Saturday morning we woke up lazily again and headed off in search of the weekend market. The weekend market is huge. They sell everything. Mike and I both bought some clothing that was one-of-a-kind and the temptation to not by more is difficult. Afterwards, we worked our way back to the MKB center. It's one of Bangkok's malls. It's only 7 stories high. Ha ha ha. Bangkok has brought us back to the world we know, full of McDonalad's and American companies. We actually went to see Pirates of the Caribbean 3 which was decent at the movie theater since we were so hot and tired from the market. We then caught an overnight train to Chang Mai... which is where I right to you now.

Wednesday, May 23, 2007

The Most Amazing Thing I've Ever Done

The ancient ruins date from the 9th century and you are able to climb all around them.
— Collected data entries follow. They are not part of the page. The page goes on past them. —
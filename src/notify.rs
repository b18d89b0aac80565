//! Diagnostic notification channel
//!
//! Observers register per [`Channel`] and receive every message synchronously,
//! in emission order. Registrations last until [`Notifier::unsubscribe`] or
//! until the notifier is dropped. Every message is also forwarded to the
//! `log` facade under the `ydecode` target.

use std::fmt;

use log::Level;

/// Notification category
#[derive(Debug, Clone, Copy, PartialEq, Eq, Hash)]
pub enum Channel {
    Progress,
    Message,
    Warning,
    Error,
    Debug,
}

impl Channel {
    fn level(self) -> Level {
        match self {
            Channel::Progress | Channel::Message => Level::Info,
            Channel::Warning => Level::Warn,
            Channel::Error => Level::Error,
            Channel::Debug => Level::Debug,
        }
    }
}

/// Handle returned by [`Notifier::subscribe`]
#[derive(Debug, Clone, Copy, PartialEq, Eq, Hash)]
pub struct SubscriptionId(u64);

type Observer = Box<dyn FnMut(&str)>;

/// Registry of observers, one list per channel
#[derive(Default)]
pub struct Notifier {
    next_id: u64,
    observers: Vec<(SubscriptionId, Channel, Observer)>,
}

impl fmt::Debug for Notifier {
    fn fmt(&self, f: &mut fmt::Formatter<'_>) -> fmt::Result {
        f.debug_struct("Notifier")
            .field("observers", &self.observers.len())
            .finish()
    }
}

impl Notifier {
    pub fn new() -> Self {
        Self::default()
    }

    pub fn subscribe<F>(&mut self, channel: Channel, observer: F) -> SubscriptionId
    where
        F: FnMut(&str) + 'static,
    {
        let id = SubscriptionId(self.next_id);
        self.next_id += 1;
        self.observers.push((id, channel, Box::new(observer)));
        id
    }

    /// Returns `false` if `id` was not registered
    pub fn unsubscribe(&mut self, id: SubscriptionId) -> bool {
        let before = self.observers.len();
        self.observers.retain(|(sid, _, _)| *sid != id);
        self.observers.len() != before
    }

    pub fn emit(&mut self, channel: Channel, message: &str) {
        log::log!(target: "ydecode", channel.level(), "{}", message);
        for (_, ch, observer) in self.observers.iter_mut() {
            if *ch == channel {
                observer(message);
            }
        }
    }

    pub fn progress(&mut self, message: &str) {
        self.emit(Channel::Progress, message);
    }

    pub fn message(&mut self, message: &str) {
        self.emit(Channel::Message, message);
    }

    pub fn warning(&mut self, message: &str) {
        self.emit(Channel::Warning, message);
    }

    pub fn error(&mut self, message: &str) {
        self.emit(Channel::Error, message);
    }

    pub fn debug(&mut self, message: &str) {
        self.emit(Channel::Debug, message);
    }
}
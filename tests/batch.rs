//! Multi-file driver tests

mod common;

use std::cell::RefCell;
use std::fs;
use std::rc::Rc;

use ydecode::{Channel, Decoder, Status, scan_header};

fn record(decoder: &mut Decoder, channel: Channel) -> Rc<RefCell<Vec<String>>> {
    let seen = Rc::new(RefCell::new(Vec::new()));
    let sink = Rc::clone(&seen);
    decoder.subscribe(channel, move |msg| sink.borrow_mut().push(msg.to_string()));
    seen
}

#[test]
fn test_scan_header() {
    let dir = tempfile::tempdir().unwrap();
    let posts = common::multipart("scan.bin", &common::sample_data(300), 128);
    let paths = common::write_posts(dir.path(), "scan", &posts);

    let header = scan_header(&paths[1]).unwrap();
    assert_eq!(header.name, "scan.bin");
    assert_eq!(header.part, Some(2));
    assert_eq!(header.total, Some(3));
}

#[test]
fn test_groups_shuffled_inputs() {
    let dir = tempfile::tempdir().unwrap();
    let out = dir.path().join("out");
    let first = common::sample_data(300);
    let second: Vec<u8> = (0..500u32).map(|i| (i * 31 % 251) as u8).collect();

    let first_posts = common::multipart("first.bin", &first, 128);
    let second_posts = common::multipart("second.bin", &second, 200);
    let single_posts = [common::single_part("single.bin", b"solo")];

    let mut paths = common::write_posts(dir.path(), "first", &first_posts);
    paths.extend(common::write_posts(dir.path(), "second", &second_posts));
    paths.extend(common::write_posts(dir.path(), "single", &single_posts));
    paths.reverse();
    paths.swap(0, 3);

    let mut decoder = Decoder::new();
    let outcomes = decoder.decode_groups(&paths, &out);

    let names: Vec<_> = outcomes.iter().map(|o| o.name.as_str()).collect();
    assert_eq!(names, vec!["first.bin", "second.bin", "single.bin"]);
    assert!(outcomes.iter().all(|o| o.status == Status::SUCCESS));
    assert_eq!(fs::read(out.join("first.bin")).unwrap(), first);
    assert_eq!(fs::read(out.join("second.bin")).unwrap(), second);
    assert_eq!(fs::read(out.join("single.bin")).unwrap(), b"solo");
}

#[test]
fn test_strict_rejects_incomplete_group() {
    let dir = tempfile::tempdir().unwrap();
    let out = dir.path().join("out");
    let posts = common::multipart("gappy.bin", &common::sample_data(300), 128);
    let paths = common::write_posts(dir.path(), "gappy", &posts);

    let mut decoder = Decoder::new();
    let errors = record(&mut decoder, Channel::Error);
    let outcomes = decoder.decode_groups(&[&paths[0], &paths[2]], &out);

    assert_eq!(outcomes.len(), 1);
    assert_eq!(outcomes[0].status, Status::FAILED);
    assert_eq!(outcomes[0].written, None);
    assert!(!out.join("gappy.bin").exists());
    assert_eq!(*errors.borrow(), vec!["gappy.bin: 1 of 3 parts missing ([2])"]);
}

#[test]
fn test_force_fills_incomplete_group() {
    let dir = tempfile::tempdir().unwrap();
    let out = dir.path().join("out");
    let data = common::sample_data(300);
    let posts = common::multipart("gappy.bin", &data, 128);
    let paths = common::write_posts(dir.path(), "gappy", &posts);

    let mut decoder = Decoder::new().force();
    let outcomes = decoder.decode_groups(&[&paths[2], &paths[1]], &out);

    assert_eq!(outcomes.len(), 1);
    assert!(outcomes[0].status.contains(Status::CRC_MISMATCH));
    let written = fs::read(outcomes[0].written.as_ref().unwrap()).unwrap();
    assert_eq!(written.len(), data.len());
    assert!(written[..128].iter().all(|&b| b == 0));
    assert_eq!(&written[128..], &data[128..]);
}

#[test]
fn test_force_fills_trailing_parts() {
    let dir = tempfile::tempdir().unwrap();
    let out = dir.path().join("out");
    let data = common::sample_data(300);
    let posts = common::multipart("short.bin", &data, 128);
    let paths = common::write_posts(dir.path(), "short", &posts);

    let mut decoder = Decoder::new().force();
    let outcomes = decoder.decode_groups(&paths[..1], &out);

    let written = fs::read(outcomes[0].written.as_ref().unwrap()).unwrap();
    assert_eq!(written.len(), 300);
    assert_eq!(&written[..128], &data[..128]);
    assert!(written[128..].iter().all(|&b| b == 0));
}

#[test]
fn test_unreadable_inputs_are_skipped() {
    let dir = tempfile::tempdir().unwrap();
    let out = dir.path().join("out");
    let junk = dir.path().join("junk.txt");
    fs::write(&junk, b"no yenc here\n").unwrap();
    let missing = dir.path().join("missing.yenc");
    let paths = common::write_posts(dir.path(), "ok", &[common::single_part("ok.bin", b"fine")]);

    let mut decoder = Decoder::new();
    let errors = record(&mut decoder, Channel::Error);
    let outcomes = decoder.decode_groups(&[&junk, &missing, &paths[0]], &out);

    assert_eq!(outcomes.len(), 1);
    assert_eq!(outcomes[0].name, "ok.bin");
    assert_eq!(errors.borrow().len(), 2);
    assert!(errors.borrow().iter().all(|m| m.starts_with("Skipping")));
}

#[test]
fn test_duplicate_parts_warn() {
    let dir = tempfile::tempdir().unwrap();
    let out = dir.path().join("out");
    let data = common::sample_data(300);
    let posts = common::multipart("dup.bin", &data, 128);
    let mut paths = common::write_posts(dir.path(), "dup", &posts);
    let copy = dir.path().join("dup.copy.yenc");
    fs::copy(&paths[1], &copy).unwrap();
    paths.push(copy);

    let mut decoder = Decoder::new();
    let warnings = record(&mut decoder, Channel::Warning);
    let outcomes = decoder.decode_groups(&paths, &out);

    assert_eq!(outcomes[0].status, Status::SUCCESS);
    assert_eq!(fs::read(out.join("dup.bin")).unwrap(), data);
    assert!(warnings.borrow()[0].starts_with("Duplicate part 2 of dup.bin"));
}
The Angkor kingdom had its capital her and thrived from about 9th century -12th century. From the high peaks of the crumbling temples, you gaze out into the Cambodian jungle. You pass ancient trees that have retaken parts of the magnificent city that once thrived underneath. I'm not doing it all justice by attempting to describe it all, but it's true. The striking views surround you as you make your way pass monks and ancient Buddhas. While I'm not exactly Lara Croft on a mission here, I still feel like an explorer trekking through the jungle.
Angkor Wat is one of the world's greatest wonders. I am confident of this fact. It was built in the late 12th century, at the height of the Khmer power. It is still an active Buddhist temple to this day. While it is probably not as visited as the pyramids, visiting the temple complex is by far the most amazing thing I've ever done. It only costs $40 USD for a pass to enter for three days. We saw sunset the first afternoon we arrived. We climbed up the hill and while the place is packed with tourists brandishing their cameras for that perfect shot, it was still marvelous.
To enter the temple complex, you also must have transportation. The complex is not only vast, but it is important to stay in "safe"areas since the Khmer Rouge had a strong hold in this area. Thus, the threat of land mines is a very important risk of being solo. We decided to hire a tuk tuk, which is like a little rickshaw on a motoscooter. It makes the "tuk tuk tuk tuk" as you go along. We met our guide & driver on the bus from Phenom Phen to Siem Riep. He was an extremely enthusiastic and friendly guy. He said he was studying English and he spoke it pretty well. He took us for sunset on the first evening, sunrise the 1st morning we were here, and drove us all around the last two days. It's been a bit more money, costing us $15 for the tuk tuk, $40 for the pass, plus our accommodations ($5/night/person) and food (avg. spend of $4/meal). In Vietnam, we were scrapping by at $20/day. Of course, every penny is well spent here. I can't say enough how spectacular and impressive this place has been.
[Side note: Cambodia is a strangely traditional culture in some aspects. Everyone pays more heed and attention to Mike than to myself. I don't know if they assume he's paying or what... but they always speak to him and not to me. It's rather convenient when we're being stalked by the little begging children at the temples. I just walk right by them and they flock to Mike.]
Interestingly enough, we almost exclusively use American dollars here. (I don't think I mentioned this ... if I did already I'm sorry!). The only time we get Riel ~the Cambodian currency~is in amount less than a dollar since they do not use American coins. All prices are listed in USD and that is how everything is paid for. In Vietnam, we could use American dollars but they didn't dispatch them from the ATM and everything like they do here. Craziness.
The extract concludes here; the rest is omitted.